Look through the material below and copy every line containing the word "until".

-- Opening Marker --

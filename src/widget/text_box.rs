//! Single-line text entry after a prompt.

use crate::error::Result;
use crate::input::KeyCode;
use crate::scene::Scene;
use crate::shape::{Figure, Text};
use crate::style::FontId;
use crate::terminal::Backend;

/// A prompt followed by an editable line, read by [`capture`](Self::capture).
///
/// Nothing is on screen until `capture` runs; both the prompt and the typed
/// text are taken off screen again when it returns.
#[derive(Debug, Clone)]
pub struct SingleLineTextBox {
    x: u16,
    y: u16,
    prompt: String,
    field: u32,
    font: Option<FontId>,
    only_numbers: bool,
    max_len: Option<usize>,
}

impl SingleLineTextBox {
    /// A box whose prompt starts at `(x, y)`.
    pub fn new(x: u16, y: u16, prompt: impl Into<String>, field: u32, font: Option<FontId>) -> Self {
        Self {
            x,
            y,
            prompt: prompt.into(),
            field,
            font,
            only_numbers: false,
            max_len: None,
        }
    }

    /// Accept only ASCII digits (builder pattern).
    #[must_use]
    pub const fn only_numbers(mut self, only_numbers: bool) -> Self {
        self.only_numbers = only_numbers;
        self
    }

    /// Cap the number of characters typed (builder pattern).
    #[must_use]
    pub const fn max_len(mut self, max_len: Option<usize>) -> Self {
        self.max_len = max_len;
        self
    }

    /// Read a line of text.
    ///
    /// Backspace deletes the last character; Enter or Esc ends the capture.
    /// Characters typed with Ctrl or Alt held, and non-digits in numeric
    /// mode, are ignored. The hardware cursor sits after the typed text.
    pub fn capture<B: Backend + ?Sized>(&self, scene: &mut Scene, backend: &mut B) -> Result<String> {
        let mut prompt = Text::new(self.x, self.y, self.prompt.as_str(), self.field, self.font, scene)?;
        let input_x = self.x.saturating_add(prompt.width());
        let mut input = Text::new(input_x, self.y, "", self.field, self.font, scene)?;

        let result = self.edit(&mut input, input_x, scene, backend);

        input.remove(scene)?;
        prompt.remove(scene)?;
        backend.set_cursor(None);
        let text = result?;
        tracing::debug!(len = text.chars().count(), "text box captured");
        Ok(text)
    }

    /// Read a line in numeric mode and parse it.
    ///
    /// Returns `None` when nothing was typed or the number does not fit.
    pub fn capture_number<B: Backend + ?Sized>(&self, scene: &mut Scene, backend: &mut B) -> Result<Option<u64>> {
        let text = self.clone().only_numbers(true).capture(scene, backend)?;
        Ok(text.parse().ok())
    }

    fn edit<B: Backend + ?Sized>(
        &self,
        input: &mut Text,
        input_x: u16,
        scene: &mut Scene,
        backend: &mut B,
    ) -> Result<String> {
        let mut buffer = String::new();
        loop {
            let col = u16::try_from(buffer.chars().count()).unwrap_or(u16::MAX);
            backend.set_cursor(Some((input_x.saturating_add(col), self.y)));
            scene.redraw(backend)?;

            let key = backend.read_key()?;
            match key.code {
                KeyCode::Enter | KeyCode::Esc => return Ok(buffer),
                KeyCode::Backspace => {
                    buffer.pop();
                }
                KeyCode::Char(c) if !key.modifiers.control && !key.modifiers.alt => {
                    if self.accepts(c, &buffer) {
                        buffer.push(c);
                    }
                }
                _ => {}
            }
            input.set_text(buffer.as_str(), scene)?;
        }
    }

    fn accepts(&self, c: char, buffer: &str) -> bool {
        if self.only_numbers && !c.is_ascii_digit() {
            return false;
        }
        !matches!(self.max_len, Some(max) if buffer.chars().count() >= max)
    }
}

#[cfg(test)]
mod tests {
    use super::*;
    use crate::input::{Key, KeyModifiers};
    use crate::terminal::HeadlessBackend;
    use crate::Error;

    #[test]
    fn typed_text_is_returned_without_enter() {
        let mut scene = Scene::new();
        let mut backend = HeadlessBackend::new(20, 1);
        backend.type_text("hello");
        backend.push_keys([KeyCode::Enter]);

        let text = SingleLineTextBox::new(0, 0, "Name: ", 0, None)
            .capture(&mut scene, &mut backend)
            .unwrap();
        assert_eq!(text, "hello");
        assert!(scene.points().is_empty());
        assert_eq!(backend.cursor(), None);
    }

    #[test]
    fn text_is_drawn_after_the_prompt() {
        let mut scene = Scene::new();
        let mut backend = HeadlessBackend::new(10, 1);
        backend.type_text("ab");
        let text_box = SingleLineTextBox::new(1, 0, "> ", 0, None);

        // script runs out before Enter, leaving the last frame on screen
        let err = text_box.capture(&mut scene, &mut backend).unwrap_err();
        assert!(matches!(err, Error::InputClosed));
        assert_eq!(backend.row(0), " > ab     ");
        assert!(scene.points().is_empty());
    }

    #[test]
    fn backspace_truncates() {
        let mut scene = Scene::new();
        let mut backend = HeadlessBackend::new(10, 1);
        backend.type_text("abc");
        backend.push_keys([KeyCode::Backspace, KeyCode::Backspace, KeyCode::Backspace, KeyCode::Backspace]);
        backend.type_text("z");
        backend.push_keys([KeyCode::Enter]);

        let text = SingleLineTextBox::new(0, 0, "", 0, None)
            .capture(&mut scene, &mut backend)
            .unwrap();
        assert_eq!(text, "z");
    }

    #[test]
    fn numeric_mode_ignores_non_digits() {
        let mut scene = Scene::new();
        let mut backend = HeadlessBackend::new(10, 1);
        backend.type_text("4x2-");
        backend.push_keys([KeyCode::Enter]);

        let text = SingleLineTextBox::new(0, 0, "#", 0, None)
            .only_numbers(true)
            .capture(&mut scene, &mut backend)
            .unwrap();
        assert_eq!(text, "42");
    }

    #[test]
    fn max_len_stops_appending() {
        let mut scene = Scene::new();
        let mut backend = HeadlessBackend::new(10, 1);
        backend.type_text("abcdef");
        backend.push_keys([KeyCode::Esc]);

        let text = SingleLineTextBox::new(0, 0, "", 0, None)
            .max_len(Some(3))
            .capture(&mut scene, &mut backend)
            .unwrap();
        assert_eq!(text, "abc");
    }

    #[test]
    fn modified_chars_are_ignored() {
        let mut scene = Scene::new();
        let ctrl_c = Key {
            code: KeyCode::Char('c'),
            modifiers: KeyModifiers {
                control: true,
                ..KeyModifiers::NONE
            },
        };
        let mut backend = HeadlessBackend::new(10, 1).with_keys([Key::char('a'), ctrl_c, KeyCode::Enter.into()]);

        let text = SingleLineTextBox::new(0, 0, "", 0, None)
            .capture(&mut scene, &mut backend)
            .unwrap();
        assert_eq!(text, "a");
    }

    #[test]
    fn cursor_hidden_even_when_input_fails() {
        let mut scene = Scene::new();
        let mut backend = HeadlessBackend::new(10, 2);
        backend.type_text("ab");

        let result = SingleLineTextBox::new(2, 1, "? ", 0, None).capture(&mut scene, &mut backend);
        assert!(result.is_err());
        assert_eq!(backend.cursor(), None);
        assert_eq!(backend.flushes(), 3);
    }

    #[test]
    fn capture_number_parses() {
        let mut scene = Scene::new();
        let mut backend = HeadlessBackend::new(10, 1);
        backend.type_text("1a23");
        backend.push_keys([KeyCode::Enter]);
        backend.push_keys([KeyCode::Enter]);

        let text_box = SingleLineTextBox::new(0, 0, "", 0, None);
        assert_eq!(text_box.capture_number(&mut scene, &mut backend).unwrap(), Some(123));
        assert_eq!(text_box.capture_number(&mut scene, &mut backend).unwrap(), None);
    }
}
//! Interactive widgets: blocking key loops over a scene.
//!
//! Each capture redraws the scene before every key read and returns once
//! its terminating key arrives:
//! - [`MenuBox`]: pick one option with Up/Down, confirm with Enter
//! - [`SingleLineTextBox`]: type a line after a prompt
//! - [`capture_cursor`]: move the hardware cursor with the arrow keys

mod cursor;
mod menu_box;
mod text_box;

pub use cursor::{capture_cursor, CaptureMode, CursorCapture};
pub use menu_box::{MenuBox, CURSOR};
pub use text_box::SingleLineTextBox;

-- Closing Marker --
-- Opening Marker --

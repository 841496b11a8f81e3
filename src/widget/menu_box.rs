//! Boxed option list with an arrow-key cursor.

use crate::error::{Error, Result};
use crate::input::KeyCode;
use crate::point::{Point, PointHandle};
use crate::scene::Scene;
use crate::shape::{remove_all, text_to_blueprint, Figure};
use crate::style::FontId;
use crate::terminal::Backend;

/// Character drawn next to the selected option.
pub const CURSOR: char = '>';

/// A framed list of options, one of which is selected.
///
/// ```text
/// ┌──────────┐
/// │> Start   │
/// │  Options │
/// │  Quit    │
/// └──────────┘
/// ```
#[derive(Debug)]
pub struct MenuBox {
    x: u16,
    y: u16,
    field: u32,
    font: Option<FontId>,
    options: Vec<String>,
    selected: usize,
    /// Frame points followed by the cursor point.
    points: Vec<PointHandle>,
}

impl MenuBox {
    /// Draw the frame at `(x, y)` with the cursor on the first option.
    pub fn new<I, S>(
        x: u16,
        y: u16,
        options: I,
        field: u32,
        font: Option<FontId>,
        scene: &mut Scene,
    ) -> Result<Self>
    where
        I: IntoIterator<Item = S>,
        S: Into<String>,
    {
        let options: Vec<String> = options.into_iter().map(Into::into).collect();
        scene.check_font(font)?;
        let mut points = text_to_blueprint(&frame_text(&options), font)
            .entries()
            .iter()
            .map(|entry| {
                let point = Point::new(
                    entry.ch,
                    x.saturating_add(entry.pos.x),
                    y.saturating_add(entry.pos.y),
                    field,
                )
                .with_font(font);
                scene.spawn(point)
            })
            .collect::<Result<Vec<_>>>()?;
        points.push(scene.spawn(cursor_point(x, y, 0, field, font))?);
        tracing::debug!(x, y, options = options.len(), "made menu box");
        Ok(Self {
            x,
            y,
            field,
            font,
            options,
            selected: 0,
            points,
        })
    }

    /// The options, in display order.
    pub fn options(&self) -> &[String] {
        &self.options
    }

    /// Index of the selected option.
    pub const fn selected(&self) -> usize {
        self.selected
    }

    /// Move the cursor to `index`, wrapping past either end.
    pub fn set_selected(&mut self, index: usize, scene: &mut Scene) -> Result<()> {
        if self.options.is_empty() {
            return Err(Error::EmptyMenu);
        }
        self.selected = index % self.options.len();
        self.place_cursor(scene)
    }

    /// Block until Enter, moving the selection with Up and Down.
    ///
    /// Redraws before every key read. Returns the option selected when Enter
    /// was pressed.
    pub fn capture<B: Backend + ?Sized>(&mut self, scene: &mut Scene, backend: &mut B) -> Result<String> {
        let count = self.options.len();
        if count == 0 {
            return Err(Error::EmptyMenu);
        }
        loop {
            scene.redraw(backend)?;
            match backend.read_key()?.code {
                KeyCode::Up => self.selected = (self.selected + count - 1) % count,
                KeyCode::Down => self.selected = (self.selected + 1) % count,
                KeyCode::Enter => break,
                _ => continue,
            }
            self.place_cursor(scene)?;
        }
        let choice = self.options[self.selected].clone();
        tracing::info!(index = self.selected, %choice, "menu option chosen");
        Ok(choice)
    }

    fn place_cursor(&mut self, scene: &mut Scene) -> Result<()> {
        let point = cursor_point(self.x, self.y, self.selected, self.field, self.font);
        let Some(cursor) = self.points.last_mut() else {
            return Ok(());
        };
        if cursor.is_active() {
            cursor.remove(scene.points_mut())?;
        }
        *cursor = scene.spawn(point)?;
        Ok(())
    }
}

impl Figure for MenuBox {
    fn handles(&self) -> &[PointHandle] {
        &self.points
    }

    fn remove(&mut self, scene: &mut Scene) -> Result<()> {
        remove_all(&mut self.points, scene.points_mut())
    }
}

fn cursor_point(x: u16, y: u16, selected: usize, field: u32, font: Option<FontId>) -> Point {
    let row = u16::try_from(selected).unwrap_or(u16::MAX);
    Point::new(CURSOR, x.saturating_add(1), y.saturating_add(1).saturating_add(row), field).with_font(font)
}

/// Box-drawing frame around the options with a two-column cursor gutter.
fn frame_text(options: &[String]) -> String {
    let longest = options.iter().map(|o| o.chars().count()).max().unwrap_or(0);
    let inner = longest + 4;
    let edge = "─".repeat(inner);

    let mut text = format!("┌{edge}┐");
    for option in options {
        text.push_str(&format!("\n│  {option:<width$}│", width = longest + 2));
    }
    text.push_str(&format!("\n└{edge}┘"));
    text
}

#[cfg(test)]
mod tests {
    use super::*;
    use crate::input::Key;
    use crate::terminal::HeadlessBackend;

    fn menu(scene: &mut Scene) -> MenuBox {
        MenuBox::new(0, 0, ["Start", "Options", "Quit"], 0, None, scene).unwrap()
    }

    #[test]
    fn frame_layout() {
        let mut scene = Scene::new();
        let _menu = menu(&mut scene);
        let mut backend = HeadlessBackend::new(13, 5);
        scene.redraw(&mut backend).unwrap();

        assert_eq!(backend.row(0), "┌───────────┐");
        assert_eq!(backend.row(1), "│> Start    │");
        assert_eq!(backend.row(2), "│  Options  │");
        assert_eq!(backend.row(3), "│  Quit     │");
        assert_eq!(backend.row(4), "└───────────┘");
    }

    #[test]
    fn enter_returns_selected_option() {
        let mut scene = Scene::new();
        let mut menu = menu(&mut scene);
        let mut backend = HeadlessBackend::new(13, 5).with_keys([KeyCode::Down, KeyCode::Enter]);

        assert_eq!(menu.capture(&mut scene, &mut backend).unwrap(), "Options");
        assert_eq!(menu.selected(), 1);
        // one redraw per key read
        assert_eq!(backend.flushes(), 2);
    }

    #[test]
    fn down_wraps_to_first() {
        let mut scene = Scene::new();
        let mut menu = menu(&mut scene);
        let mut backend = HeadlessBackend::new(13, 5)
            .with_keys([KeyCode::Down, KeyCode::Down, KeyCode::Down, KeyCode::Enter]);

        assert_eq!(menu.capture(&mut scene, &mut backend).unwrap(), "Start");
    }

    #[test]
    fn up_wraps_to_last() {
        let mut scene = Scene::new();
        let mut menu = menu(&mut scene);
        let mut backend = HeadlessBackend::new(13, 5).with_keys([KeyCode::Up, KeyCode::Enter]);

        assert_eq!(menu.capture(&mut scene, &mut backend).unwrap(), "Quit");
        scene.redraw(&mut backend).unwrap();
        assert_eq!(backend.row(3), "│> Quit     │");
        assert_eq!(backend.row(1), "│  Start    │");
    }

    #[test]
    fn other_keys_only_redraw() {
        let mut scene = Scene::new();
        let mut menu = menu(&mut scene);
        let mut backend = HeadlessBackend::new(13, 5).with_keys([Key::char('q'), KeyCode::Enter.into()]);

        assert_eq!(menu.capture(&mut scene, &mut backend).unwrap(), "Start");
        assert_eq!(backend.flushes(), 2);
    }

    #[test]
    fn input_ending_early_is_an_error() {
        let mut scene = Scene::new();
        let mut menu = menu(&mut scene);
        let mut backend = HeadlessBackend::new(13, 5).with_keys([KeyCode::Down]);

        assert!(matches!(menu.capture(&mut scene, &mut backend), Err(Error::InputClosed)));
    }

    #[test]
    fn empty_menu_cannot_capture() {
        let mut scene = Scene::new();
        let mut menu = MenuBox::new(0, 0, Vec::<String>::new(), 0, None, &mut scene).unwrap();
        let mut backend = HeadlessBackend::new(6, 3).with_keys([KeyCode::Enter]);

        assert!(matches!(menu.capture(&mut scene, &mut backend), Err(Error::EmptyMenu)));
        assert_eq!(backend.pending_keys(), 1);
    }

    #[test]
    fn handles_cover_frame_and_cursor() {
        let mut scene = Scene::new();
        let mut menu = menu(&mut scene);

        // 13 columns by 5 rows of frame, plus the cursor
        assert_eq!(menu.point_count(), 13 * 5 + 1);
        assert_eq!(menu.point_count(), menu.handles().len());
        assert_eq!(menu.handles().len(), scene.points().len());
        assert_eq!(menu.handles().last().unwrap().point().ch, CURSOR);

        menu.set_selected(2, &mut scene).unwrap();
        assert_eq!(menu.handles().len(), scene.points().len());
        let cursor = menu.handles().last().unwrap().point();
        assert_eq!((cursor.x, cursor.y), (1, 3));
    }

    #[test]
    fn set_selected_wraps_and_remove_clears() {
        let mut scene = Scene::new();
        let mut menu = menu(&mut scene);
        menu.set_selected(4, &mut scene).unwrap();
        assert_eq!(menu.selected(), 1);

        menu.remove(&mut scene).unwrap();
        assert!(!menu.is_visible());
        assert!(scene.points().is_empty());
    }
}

-- Closing Marker --

**Your solution**:
/// Nothing is on screen until `capture` runs; both the prompt and the typed
    /// Block until Enter, moving the selection with Up and Down.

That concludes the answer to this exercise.